EXERCISE INPUTS -
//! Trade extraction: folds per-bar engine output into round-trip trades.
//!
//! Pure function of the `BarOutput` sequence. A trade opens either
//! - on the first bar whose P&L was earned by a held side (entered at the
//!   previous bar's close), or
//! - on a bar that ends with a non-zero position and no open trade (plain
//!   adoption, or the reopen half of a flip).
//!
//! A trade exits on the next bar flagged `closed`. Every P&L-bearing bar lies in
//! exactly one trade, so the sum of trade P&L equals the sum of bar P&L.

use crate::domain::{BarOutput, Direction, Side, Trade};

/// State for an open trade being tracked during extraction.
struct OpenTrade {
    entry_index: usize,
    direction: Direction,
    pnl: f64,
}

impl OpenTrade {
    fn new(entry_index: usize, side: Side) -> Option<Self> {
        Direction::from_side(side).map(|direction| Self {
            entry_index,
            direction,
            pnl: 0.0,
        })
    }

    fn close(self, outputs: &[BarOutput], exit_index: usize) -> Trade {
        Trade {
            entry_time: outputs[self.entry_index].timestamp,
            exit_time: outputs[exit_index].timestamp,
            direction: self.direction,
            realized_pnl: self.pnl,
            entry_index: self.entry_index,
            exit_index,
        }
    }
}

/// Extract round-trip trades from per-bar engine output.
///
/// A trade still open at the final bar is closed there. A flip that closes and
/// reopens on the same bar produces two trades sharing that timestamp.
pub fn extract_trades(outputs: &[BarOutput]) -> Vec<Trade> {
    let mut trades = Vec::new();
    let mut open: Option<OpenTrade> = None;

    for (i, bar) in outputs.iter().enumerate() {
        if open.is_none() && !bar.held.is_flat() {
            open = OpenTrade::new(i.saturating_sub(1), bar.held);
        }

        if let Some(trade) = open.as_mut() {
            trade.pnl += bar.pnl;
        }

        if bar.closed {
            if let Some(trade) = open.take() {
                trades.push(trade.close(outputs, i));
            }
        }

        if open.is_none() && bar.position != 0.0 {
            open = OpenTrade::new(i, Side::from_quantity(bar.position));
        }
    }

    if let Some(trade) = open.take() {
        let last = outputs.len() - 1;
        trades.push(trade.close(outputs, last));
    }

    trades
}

==

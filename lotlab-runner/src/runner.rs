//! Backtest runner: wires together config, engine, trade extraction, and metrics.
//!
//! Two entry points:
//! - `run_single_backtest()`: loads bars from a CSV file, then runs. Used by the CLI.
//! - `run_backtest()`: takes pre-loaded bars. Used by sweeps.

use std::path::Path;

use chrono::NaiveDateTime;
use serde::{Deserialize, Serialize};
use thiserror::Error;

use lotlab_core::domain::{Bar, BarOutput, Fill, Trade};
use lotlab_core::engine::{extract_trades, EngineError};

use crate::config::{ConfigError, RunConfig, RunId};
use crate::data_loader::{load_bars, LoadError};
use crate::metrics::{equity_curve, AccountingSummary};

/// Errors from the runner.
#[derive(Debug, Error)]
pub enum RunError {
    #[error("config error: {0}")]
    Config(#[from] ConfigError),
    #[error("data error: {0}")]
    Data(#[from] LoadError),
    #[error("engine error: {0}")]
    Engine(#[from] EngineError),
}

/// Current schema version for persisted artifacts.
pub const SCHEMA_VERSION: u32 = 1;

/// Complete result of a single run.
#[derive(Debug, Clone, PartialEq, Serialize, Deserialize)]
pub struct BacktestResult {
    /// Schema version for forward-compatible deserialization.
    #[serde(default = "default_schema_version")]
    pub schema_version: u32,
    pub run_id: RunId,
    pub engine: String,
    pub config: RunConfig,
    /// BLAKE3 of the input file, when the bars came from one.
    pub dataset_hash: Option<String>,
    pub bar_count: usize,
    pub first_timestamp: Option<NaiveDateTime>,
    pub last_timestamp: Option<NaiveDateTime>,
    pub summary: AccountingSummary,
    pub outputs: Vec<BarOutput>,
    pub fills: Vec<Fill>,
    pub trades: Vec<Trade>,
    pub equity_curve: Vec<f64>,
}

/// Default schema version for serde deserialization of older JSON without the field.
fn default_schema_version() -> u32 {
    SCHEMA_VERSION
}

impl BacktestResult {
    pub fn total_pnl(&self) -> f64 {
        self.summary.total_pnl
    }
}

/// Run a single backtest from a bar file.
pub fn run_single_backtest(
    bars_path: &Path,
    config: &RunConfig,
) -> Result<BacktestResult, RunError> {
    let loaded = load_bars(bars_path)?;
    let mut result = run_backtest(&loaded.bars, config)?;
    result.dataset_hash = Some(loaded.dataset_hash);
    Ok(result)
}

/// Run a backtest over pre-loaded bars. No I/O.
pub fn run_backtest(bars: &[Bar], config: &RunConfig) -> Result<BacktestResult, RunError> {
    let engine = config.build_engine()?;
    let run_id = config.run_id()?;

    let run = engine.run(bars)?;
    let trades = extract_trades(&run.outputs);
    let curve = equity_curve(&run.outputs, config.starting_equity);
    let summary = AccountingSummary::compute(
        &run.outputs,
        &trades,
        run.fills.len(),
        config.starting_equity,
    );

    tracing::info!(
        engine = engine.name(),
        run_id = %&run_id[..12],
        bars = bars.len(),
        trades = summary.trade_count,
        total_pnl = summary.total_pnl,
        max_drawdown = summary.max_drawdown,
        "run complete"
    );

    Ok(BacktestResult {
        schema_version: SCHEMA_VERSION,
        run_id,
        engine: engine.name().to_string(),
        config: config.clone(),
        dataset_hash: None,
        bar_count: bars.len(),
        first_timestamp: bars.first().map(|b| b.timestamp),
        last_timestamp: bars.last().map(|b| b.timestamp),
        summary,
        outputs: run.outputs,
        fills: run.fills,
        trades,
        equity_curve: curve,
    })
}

---

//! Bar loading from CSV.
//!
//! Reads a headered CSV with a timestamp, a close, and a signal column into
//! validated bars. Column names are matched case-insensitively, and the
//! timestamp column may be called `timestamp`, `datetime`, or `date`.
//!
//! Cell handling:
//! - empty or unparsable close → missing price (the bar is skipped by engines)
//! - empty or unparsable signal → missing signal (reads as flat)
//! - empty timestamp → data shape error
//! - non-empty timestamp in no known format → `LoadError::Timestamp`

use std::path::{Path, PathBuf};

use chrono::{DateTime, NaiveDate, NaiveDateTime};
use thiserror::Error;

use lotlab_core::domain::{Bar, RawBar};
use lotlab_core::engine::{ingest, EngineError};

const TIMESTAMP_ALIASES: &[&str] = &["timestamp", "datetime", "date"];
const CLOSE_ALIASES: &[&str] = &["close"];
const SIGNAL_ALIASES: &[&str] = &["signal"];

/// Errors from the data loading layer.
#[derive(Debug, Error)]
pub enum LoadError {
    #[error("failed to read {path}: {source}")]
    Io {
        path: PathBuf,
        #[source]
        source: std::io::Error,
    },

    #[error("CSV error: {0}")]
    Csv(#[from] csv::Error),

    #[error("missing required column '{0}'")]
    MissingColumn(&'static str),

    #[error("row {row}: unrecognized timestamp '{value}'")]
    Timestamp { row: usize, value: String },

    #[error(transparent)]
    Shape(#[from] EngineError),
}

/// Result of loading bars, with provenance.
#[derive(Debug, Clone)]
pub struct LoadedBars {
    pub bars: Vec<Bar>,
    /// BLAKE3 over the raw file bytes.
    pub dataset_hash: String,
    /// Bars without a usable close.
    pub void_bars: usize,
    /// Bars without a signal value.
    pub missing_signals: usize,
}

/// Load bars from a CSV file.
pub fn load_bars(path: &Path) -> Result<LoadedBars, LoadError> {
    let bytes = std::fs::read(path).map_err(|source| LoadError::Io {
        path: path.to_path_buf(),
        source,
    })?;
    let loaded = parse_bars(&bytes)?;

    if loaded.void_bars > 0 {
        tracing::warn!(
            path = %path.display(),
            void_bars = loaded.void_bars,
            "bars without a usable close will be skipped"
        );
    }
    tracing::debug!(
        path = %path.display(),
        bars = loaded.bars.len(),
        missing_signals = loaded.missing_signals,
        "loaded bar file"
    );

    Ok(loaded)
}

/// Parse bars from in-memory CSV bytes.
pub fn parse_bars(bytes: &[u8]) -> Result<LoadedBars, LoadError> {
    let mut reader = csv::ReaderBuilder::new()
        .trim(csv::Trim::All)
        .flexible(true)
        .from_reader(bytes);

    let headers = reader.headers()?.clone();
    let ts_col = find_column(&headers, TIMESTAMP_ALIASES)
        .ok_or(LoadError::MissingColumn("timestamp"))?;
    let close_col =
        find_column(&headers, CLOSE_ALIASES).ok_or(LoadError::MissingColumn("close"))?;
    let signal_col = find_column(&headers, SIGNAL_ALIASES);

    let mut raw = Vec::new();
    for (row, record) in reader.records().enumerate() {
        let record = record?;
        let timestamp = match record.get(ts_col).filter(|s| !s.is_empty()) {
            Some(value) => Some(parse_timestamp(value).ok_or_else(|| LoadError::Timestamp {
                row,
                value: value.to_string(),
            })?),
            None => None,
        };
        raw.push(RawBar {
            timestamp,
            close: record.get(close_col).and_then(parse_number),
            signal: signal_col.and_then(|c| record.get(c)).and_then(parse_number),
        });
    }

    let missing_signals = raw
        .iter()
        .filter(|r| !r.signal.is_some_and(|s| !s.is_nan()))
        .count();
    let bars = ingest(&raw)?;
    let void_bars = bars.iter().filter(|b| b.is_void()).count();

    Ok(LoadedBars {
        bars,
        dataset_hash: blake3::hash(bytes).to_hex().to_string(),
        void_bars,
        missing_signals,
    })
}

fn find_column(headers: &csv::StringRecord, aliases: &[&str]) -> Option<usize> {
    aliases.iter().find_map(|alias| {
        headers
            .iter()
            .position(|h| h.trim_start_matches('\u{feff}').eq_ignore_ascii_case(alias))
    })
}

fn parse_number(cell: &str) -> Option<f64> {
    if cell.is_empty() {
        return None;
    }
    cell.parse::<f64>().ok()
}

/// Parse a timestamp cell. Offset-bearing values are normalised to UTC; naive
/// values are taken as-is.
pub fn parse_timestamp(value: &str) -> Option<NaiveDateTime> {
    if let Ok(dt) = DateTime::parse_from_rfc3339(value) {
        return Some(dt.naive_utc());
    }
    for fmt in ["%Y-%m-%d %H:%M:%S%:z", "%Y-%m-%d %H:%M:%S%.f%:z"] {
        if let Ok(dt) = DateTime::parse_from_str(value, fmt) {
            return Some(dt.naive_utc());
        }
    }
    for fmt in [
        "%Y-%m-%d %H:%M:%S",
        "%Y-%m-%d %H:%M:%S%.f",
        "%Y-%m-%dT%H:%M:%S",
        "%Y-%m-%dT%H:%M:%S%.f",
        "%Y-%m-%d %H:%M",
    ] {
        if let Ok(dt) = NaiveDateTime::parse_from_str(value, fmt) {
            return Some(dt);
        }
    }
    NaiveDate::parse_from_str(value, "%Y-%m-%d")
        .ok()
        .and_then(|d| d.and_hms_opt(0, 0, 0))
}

EXERCISE BRIEF - Pick out and copy the lines of the entries that hold the string "into".

TASK RESPONSE -
//! Trade extraction: folds per-bar engine output into round-trip trades.
//! Reads a headered CSV with a timestamp, a close, and a signal column into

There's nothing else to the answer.